◆ **ASSIGNMENT**:
Copy exactly the stretch of data below from the line with "let mut report" through the line with "report.replied += 1;", including both of those lines.

-- RECORDS SHOWN follows --

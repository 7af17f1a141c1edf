//! Message processing: one poll of the channel, turned into at-most-once replies.
//!
//! A tick fetches the newest messages, drops the agent's own and anything
//! addressed to it, keeps what is newer than the watermark, and replies to
//! the rest oldest first. The dedup ledger is consulted before every reply and
//! written after every confirmed one, so a restart that loses the watermark
//! never produces a second reply.

use crate::agent::composer::ReplyComposer;
use crate::config::AgentConfig;
use crate::connections::ConnectionRegistry;
use crate::connections::actions::REPLY_TO_MESSAGE;
use crate::dedup::DedupStore;
use crate::error::{ConnectionError, Result};
use crate::memory::ContextRetriever;
use crate::{Message, MessageId};
use std::sync::Arc;

/// Id of the newest message handled in this process lifetime.
///
/// Only ever moves forward.
#[derive(Debug, Clone, PartialEq, Eq)]
pub struct Watermark {
    last_processed: MessageId,
}

impl Watermark {
    pub fn new(last_processed: MessageId) -> Self {
        Self { last_processed }
    }

    /// The sentinel watermark for a channel with no history.
    pub fn zero() -> Self {
        Self::new(MessageId::zero())
    }

    pub fn get(&self) -> &MessageId {
        &self.last_processed
    }

    pub fn is_new(&self, id: &MessageId) -> bool {
        *id > self.last_processed
    }

    /// Move to `id` if it is newer. Returns whether the watermark moved.
    pub fn advance(&mut self, id: &MessageId) -> bool {
        if self.is_new(id) {
            self.last_processed = id.clone();
            true
        } else {
            false
        }
    }
}

impl std::fmt::Display for Watermark {
    fn fmt(&self, f: &mut std::fmt::Formatter<'_>) -> std::fmt::Result {
        write!(f, "{}", self.last_processed)
    }
}

/// Recognizes messages the agent must not answer: its own posts and
/// messages that mention it.
#[derive(Debug, Clone)]
pub struct SelfFilter {
    handle: String,
    account_markers: Vec<String>,
}

impl SelfFilter {
    pub fn new(handle: impl Into<String>, account_markers: Vec<String>) -> Self {
        Self {
            handle: handle.into().trim().trim_start_matches('@').to_lowercase(),
            account_markers: account_markers
                .into_iter()
                .filter(|marker| !marker.is_empty())
                .collect(),
        }
    }

    pub fn is_self_related(&self, message: &Message) -> bool {
        if self
            .account_markers
            .iter()
            .any(|marker| message.author.contains(marker.as_str()))
        {
            return true;
        }

        if self.handle.is_empty() {
            return false;
        }

        if message.author.to_lowercase().contains(&self.handle) {
            return true;
        }

        // `@handle` also covers the `<@handle>` reply-reference form.
        message
            .body
            .to_lowercase()
            .contains(&format!("@{}", self.handle))
    }
}

/// Per-channel settings for the processor.
#[derive(Debug, Clone)]
pub struct ProcessorSettings {
    pub feed_connection: String,
    pub channel_id: String,
    pub read_count: u32,
    pub context_limit: usize,
}

impl ProcessorSettings {
    pub fn from_config(config: &AgentConfig, channel_id: impl Into<String>) -> Self {
        Self {
            feed_connection: config.feed.clone(),
            channel_id: channel_id.into(),
            read_count: config.message_read_count,
            context_limit: config.context_limit,
        }
    }
}

/// What one tick did.
#[derive(Debug, Clone, Default, PartialEq, Eq)]
pub struct TickReport {
    pub fetched: usize,
    pub candidates: usize,
    pub replied: usize,
    pub duplicates: usize,
    pub failed: usize,
}

/// Runs the fetch → filter → reply pipeline for a single channel.
pub struct MessageProcessor {
    registry: Arc<ConnectionRegistry>,
    dedup: DedupStore,
    retriever: Arc<dyn ContextRetriever>,
    composer: ReplyComposer,
    self_filter: SelfFilter,
    settings: ProcessorSettings,
}

impl MessageProcessor {
    pub fn new(
        registry: Arc<ConnectionRegistry>,
        dedup: DedupStore,
        retriever: Arc<dyn ContextRetriever>,
        composer: ReplyComposer,
        self_filter: SelfFilter,
        settings: ProcessorSettings,
    ) -> Self {
        Self {
            registry,
            dedup,
            retriever,
            composer,
            self_filter,
            settings,
        }
    }

    pub fn settings(&self) -> &ProcessorSettings {
        &self.settings
    }

    /// The newest messages, newest first.
    ///
    /// Feed failures are logged and read as an empty channel; registry
    /// misuse is returned because retrying cannot fix it.
    pub async fn fetch(&self) -> Result<Vec<Message>> {
        let result = self
            .registry
            .read_messages(
                &self.settings.feed_connection,
                &self.settings.channel_id,
                self.settings.read_count,
            )
            .await;

        match result {
            Ok(messages) => Ok(messages),
            Err(error) if error.is_fatal() => Err(error),
            Err(error) => {
                tracing::warn!(
                    %error,
                    channel_id = %self.settings.channel_id,
                    "failed to read messages, treating channel as empty"
                );
                Ok(Vec::new())
            }
        }
    }

    /// Start from the newest message already in the channel so history is
    /// never answered, or from the sentinel for an empty channel.
    ///
    /// Unlike a tick's fetch, a failed read is returned: an unreachable feed
    /// must not be mistaken for an empty channel here.
    pub async fn initial_watermark(&self) -> Result<Watermark> {
        let messages = self
            .registry
            .read_messages(
                &self.settings.feed_connection,
                &self.settings.channel_id,
                self.settings.read_count,
            )
            .await?;

        Ok(messages
            .iter()
            .map(|message| &message.id)
            .max()
            .cloned()
            .map(Watermark::new)
            .unwrap_or_else(Watermark::zero))
    }

    /// Oldest-first messages that are newer than the watermark and not the
    /// agent's own.
    pub fn select_candidates(
        &self,
        mut messages: Vec<Message>,
        watermark: &Watermark,
    ) -> Vec<Message> {
        messages.sort_by(|a, b| a.id.cmp(&b.id));
        messages.dedup_by(|a, b| a.id == b.id);

        messages
            .into_iter()
            .filter(|message| watermark.is_new(&message.id))
            .filter(|message| {
                let skip = self.self_filter.is_self_related(message);
                if skip {
                    tracing::trace!(message_id = %message.id, "skipping self-related message");
                }
                !skip
            })
            .collect()
    }

    /// One tick. The watermark moves past a message only once it is handled,
    /// and never past a message that failed this tick.
    pub async fn process_new_messages(&self, watermark: &mut Watermark) -> Result<TickReport> {
        let messages = self.fetch().await?;
        let mut report = TickReport {
            fetched: messages.len(),
            ..TickReport::default()
        };

        let candidates = self.select_candidates(messages, watermark);
        report.candidates = candidates.len();

        // Once a message fails, later ones may still be answered and recorded,
        // but the watermark holds so the failed one is retried next tick.
        let mut blocked = false;
        let channel_id = &self.settings.channel_id;

        for message in candidates {
            match self.dedup.has_replied(channel_id, &message.id).await {
                Ok(true) => {
                    tracing::debug!(message_id = %message.id, "already replied, skipping");
                    report.duplicates += 1;
                    if !blocked {
                        watermark.advance(&message.id);
                    }
                    continue;
                }
                Ok(false) => {}
                Err(error) => {
                    tracing::warn!(
                        %error,
                        message_id = %message.id,
                        "dedup lookup failed, will retry"
                    );
                    report.failed += 1;
                    blocked = true;
                    continue;
                }
            }

            match self.reply_to(&message).await {
                Ok(()) => {
                    report.replied += 1;
                    tracing::info!(message_id = %message.id, author = %message.author, "replied");

                    if let Err(error) = self.dedup.record_replied(channel_id, &message.id).await {
                        tracing::error!(
                            %error,
                            message_id = %message.id,
                            "reply sent but not recorded, it may be repeated after a restart"
                        );
                    }
                    if !blocked {
                        watermark.advance(&message.id);
                    }
                }
                Err(error) if error.is_fatal() => return Err(error),
                Err(error) => {
                    tracing::warn!(%error, message_id = %message.id, "failed to reply, will retry");
                    report.failed += 1;
                    blocked = true;
                }
            }
        }

        Ok(report)
    }

    async fn reply_to(&self, message: &Message) -> Result<()> {
        let context = self
            .retriever
            .retrieve(&message.body, self.settings.context_limit)
            .await;

        let reply = self
            .composer
            .generate_reply(&self.registry, &message.body, &context)
            .await?;

        let sent = self
            .registry
            .reply_to_message(
                &self.settings.feed_connection,
                &self.settings.channel_id,
                &message.id,
                &reply,
            )
            .await?;

        if !sent {
            return Err(ConnectionError::ActionFailed {
                connection: self.settings.feed_connection.clone(),
                action: REPLY_TO_MESSAGE.to_string(),
                message: "feed reported the reply as not sent".into(),
            }
            .into());
        }

        Ok(())
    }
}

-- RECORDS SHOWN concluded --

◆ **ANSWER**:
        let mut report = TickReport {
            fetched: messages.len(),
            ..TickReport::default()
        };

        let candidates = self.select_candidates(messages, watermark);
        report.candidates = candidates.len();

        // Once a message fails, later ones may still be answered and recorded,
        // but the watermark holds so the failed one is retried next tick.
        let mut blocked = false;
        let channel_id = &self.settings.channel_id;

        for message in candidates {
            match self.dedup.has_replied(channel_id, &message.id).await {
                Ok(true) => {
                    tracing::debug!(message_id = %message.id, "already replied, skipping");
                    report.duplicates += 1;
                    if !blocked {
                        watermark.advance(&message.id);
                    }
                    continue;
                }
                Ok(false) => {}
                Err(error) => {
                    tracing::warn!(
                        %error,
                        message_id = %message.id,
                        "dedup lookup failed, will retry"
                    );
                    report.failed += 1;
                    blocked = true;
                    continue;
                }
            }

            match self.reply_to(&message).await {
                Ok(()) => {
                    report.replied += 1;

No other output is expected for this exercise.